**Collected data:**

_ _ _ _ _

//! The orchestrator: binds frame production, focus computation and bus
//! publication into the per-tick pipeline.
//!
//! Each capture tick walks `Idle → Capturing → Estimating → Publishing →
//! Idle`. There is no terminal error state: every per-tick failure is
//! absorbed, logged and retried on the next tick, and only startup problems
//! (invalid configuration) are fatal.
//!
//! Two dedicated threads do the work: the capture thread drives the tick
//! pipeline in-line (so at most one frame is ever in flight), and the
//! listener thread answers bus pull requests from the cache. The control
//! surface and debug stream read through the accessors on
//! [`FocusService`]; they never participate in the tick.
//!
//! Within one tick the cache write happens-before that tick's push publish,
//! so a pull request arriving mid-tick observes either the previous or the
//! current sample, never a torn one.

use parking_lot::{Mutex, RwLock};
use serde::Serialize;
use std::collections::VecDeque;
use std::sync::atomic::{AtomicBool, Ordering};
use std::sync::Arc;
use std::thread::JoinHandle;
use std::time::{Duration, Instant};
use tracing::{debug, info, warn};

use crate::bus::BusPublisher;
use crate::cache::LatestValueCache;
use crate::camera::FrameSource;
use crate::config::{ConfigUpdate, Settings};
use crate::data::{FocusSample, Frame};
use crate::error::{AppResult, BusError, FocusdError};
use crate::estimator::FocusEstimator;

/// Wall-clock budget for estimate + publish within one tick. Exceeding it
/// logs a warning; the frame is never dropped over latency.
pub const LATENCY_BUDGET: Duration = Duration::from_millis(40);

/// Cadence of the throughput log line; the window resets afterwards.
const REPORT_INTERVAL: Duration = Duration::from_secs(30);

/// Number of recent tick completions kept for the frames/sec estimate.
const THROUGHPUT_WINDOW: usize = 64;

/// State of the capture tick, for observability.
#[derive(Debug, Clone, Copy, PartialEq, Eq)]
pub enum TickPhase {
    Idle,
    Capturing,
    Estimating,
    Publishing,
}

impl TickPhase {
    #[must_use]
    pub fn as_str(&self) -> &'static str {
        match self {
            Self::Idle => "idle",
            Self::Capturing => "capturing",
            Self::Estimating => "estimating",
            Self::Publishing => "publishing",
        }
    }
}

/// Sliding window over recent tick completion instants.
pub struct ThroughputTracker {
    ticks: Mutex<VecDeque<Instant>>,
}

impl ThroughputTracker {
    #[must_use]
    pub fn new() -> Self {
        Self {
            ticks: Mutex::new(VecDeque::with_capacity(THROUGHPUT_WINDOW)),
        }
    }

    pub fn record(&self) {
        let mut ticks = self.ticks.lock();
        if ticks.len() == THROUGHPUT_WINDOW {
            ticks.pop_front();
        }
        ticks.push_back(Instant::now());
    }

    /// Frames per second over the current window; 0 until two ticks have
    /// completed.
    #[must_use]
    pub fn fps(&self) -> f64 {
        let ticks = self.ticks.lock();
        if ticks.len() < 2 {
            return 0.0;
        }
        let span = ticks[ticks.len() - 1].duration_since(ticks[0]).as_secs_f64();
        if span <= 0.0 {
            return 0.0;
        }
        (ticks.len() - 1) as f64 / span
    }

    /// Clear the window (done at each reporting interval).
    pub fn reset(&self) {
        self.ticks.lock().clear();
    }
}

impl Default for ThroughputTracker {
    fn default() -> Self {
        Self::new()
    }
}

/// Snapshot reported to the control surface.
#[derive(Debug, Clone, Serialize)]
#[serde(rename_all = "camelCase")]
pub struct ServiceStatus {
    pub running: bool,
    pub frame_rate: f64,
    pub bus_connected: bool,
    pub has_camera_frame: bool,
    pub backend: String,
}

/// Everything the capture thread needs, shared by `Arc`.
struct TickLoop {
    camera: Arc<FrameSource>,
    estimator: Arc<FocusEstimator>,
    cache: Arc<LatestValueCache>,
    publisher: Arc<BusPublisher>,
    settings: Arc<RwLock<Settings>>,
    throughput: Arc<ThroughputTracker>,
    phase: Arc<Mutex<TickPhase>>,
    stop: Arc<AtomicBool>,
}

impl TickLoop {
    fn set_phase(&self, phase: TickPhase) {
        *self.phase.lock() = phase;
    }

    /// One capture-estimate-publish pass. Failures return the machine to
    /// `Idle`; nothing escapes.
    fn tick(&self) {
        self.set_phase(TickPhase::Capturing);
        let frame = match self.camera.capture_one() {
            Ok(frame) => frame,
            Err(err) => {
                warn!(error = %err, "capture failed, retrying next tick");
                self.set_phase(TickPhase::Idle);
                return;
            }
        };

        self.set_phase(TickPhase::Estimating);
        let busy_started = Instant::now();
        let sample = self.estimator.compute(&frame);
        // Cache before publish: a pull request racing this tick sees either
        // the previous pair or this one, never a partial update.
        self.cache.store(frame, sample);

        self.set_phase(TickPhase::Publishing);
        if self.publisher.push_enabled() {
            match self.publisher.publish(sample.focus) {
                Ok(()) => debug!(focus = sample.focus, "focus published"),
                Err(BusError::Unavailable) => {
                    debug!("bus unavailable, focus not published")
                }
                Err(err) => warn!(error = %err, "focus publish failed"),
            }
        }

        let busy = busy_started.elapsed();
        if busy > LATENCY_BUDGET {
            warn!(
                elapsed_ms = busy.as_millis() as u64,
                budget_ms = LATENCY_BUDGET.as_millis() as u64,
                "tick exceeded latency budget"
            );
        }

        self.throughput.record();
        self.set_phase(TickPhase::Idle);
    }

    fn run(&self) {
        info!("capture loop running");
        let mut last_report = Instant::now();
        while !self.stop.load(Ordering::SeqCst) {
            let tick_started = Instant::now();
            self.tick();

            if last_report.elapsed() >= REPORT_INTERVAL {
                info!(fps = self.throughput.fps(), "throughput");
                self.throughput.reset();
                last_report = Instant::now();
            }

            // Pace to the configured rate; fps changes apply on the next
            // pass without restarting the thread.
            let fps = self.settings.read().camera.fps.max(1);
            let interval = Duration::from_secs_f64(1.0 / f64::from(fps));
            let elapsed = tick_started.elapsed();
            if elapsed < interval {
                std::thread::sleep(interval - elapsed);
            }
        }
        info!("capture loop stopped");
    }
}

_ _ _ _ _

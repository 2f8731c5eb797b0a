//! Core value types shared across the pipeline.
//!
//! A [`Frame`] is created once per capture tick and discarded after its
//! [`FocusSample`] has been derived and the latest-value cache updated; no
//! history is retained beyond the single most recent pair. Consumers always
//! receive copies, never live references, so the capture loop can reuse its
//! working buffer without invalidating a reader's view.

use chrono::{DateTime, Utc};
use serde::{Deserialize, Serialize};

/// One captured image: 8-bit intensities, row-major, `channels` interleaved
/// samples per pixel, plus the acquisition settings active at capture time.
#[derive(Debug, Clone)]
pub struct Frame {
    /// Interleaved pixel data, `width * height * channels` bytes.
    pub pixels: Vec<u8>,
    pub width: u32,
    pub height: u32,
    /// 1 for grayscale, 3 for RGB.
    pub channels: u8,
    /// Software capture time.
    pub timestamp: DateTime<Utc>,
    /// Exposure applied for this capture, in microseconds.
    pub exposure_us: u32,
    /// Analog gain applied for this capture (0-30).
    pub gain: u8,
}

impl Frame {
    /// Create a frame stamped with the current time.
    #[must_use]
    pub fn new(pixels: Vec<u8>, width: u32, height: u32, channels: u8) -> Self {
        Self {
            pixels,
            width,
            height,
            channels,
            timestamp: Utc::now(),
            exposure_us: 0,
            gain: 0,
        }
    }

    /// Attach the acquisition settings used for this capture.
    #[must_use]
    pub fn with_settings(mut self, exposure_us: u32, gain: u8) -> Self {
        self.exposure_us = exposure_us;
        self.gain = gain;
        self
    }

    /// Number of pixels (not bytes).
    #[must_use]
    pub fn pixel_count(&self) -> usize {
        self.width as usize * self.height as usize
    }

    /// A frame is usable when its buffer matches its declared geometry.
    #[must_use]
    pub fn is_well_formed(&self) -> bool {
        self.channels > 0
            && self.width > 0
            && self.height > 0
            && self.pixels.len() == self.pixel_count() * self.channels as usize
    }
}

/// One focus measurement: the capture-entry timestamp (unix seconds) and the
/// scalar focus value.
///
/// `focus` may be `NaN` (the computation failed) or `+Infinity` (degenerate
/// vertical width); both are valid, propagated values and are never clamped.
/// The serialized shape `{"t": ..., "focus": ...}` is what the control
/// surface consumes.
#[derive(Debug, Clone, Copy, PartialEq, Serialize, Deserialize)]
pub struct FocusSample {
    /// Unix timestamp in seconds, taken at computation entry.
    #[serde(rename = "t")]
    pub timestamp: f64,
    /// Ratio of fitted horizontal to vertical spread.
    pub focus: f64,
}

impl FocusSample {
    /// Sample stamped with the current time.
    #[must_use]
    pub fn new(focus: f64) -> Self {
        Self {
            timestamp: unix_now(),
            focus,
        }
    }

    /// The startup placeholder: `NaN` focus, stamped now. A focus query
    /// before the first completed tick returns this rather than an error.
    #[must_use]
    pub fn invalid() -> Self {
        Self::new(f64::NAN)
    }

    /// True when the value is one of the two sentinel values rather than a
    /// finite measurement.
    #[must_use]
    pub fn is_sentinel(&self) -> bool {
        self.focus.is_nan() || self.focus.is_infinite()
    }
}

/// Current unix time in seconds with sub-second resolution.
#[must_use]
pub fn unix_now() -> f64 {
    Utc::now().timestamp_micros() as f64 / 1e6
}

_ _ _ _ _

**EXERCISE DETAILS:**
Scan the records for the word "FrameSource". Copy each line where it turns up.

**RESULT OF THIS TASK:**
use crate::camera::FrameSource;
    camera: Arc<FrameSource>,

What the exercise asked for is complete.